Task prompt: Without any change, set down every record below.

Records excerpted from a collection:

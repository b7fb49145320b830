//! Splitting a manual text export into page-tagged chunks.
//!
//! Pages are separated by form feeds, the `pdftotext` convention. Chunk boundaries count
//! characters, not bytes, and prefer whitespace near the end of the window.

/// Characters per chunk.
pub const CHUNK_SIZE: usize = 1000;

/// Characters shared by consecutive chunks of the same page.
pub const CHUNK_OVERLAP: usize = 200;

const PAGE_BREAK: char = '\u{c}';

/// One piece of the manual with its 1-based page number.
#[derive(Clone, Debug, PartialEq, Eq)]
pub struct ManualChunk {
    pub page: usize,
    pub text: String,
}

/// Splits `text` into non-empty pages, numbered from 1 in document order.
pub fn split_pages(text: &str) -> Vec<(usize, &str)> {
    text.split(PAGE_BREAK)
        .enumerate()
        .map(|(i, page)| (i + 1, page))
        .filter(|(_, page)| !page.trim().is_empty())
        .collect()
}

/// Splits one page into windows of at most `size` characters overlapping by `overlap`.
pub fn chunk_text(text: &str, size: usize, overlap: usize) -> Vec<String> {
    let chars: Vec<char> = text.chars().collect();
    let size = size.max(1);
    let overlap = overlap.min(size - 1);
    let mut chunks = Vec::new();
    let mut start = 0;
    while start < chars.len() {
        let mut end = (start + size).min(chars.len());
        if end < chars.len() {
            // Back up to the last whitespace in the second half of the window.
            if let Some(ws) = (start + size / 2..end).rev().find(|&i| chars[i].is_whitespace()) {
                end = ws + 1;
            }
        }
        let chunk: String = chars[start..end].iter().collect();
        let chunk = chunk.trim();
        if !chunk.is_empty() {
            chunks.push(chunk.to_string());
        }
        if end == chars.len() {
            break;
        }
        start = end.saturating_sub(overlap).max(start + 1);
    }
    chunks
}

/// Pages then chunks of the whole export, with default size and overlap.
pub fn chunk_manual(text: &str) -> Vec<ManualChunk> {
    split_pages(text)
        .into_iter()
        .flat_map(|(page, body)| {
            chunk_text(body, CHUNK_SIZE, CHUNK_OVERLAP)
                .into_iter()
                .map(move |text| ManualChunk { page, text })
        })
        .collect()
}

Written answer:
repository b7fb49145320b830
//! Splitting a manual text export into page-tagged chunks.
//!
//! Pages are separated by form feeds, the `pdftotext` convention. Chunk boundaries count
//! characters, not bytes, and prefer whitespace near the end of the window.

/// Characters per chunk.
pub const CHUNK_SIZE: usize = 1000;

/// Characters shared by consecutive chunks of the same page.
pub const CHUNK_OVERLAP: usize = 200;

const PAGE_BREAK: char = '\u{c}';

/// One piece of the manual with its 1-based page number.
#[derive(Clone, Debug, PartialEq, Eq)]
pub struct ManualChunk {
    pub page: usize,
    pub text: String,
}

/// Splits `text` into non-empty pages, numbered from 1 in document order.
pub fn split_pages(text: &str) -> Vec<(usize, &str)> {
    text.split(PAGE_BREAK)
        .enumerate()
        .map(|(i, page)| (i + 1, page))
        .filter(|(_, page)| !page.trim().is_empty())
        .collect()
}

/// Splits one page into windows of at most `size` characters overlapping by `overlap`.
pub fn chunk_text(text: &str, size: usize, overlap: usize) -> Vec<String> {
    let chars: Vec<char> = text.chars().collect();
    let size = size.max(1);
    let overlap = overlap.min(size - 1);
    let mut chunks = Vec::new();
    let mut start = 0;
    while start < chars.len() {
        let mut end = (start + size).min(chars.len());
        if end < chars.len() {
            // Back up to the last whitespace in the second half of the window.
            if let Some(ws) = (start + size / 2..end).rev().find(|&i| chars[i].is_whitespace()) {
                end = ws + 1;
            }
        }
        let chunk: String = chars[start..end].iter().collect();
        let chunk = chunk.trim();
        if !chunk.is_empty() {
            chunks.push(chunk.to_string());
        }
        if end == chars.len() {
            break;
        }
        start = end.saturating_sub(overlap).max(start + 1);
    }
    chunks
}

/// Pages then chunks of the whole export, with default size and overlap.
pub fn chunk_manual(text: &str) -> Vec<ManualChunk> {
    split_pages(text)
        .into_iter()
        .flat_map(|(page, body)| {
            chunk_text(body, CHUNK_SIZE, CHUNK_OVERLAP)
                .into_iter()
                .map(move |text| ManualChunk { page, text })
        })
        .collect()
}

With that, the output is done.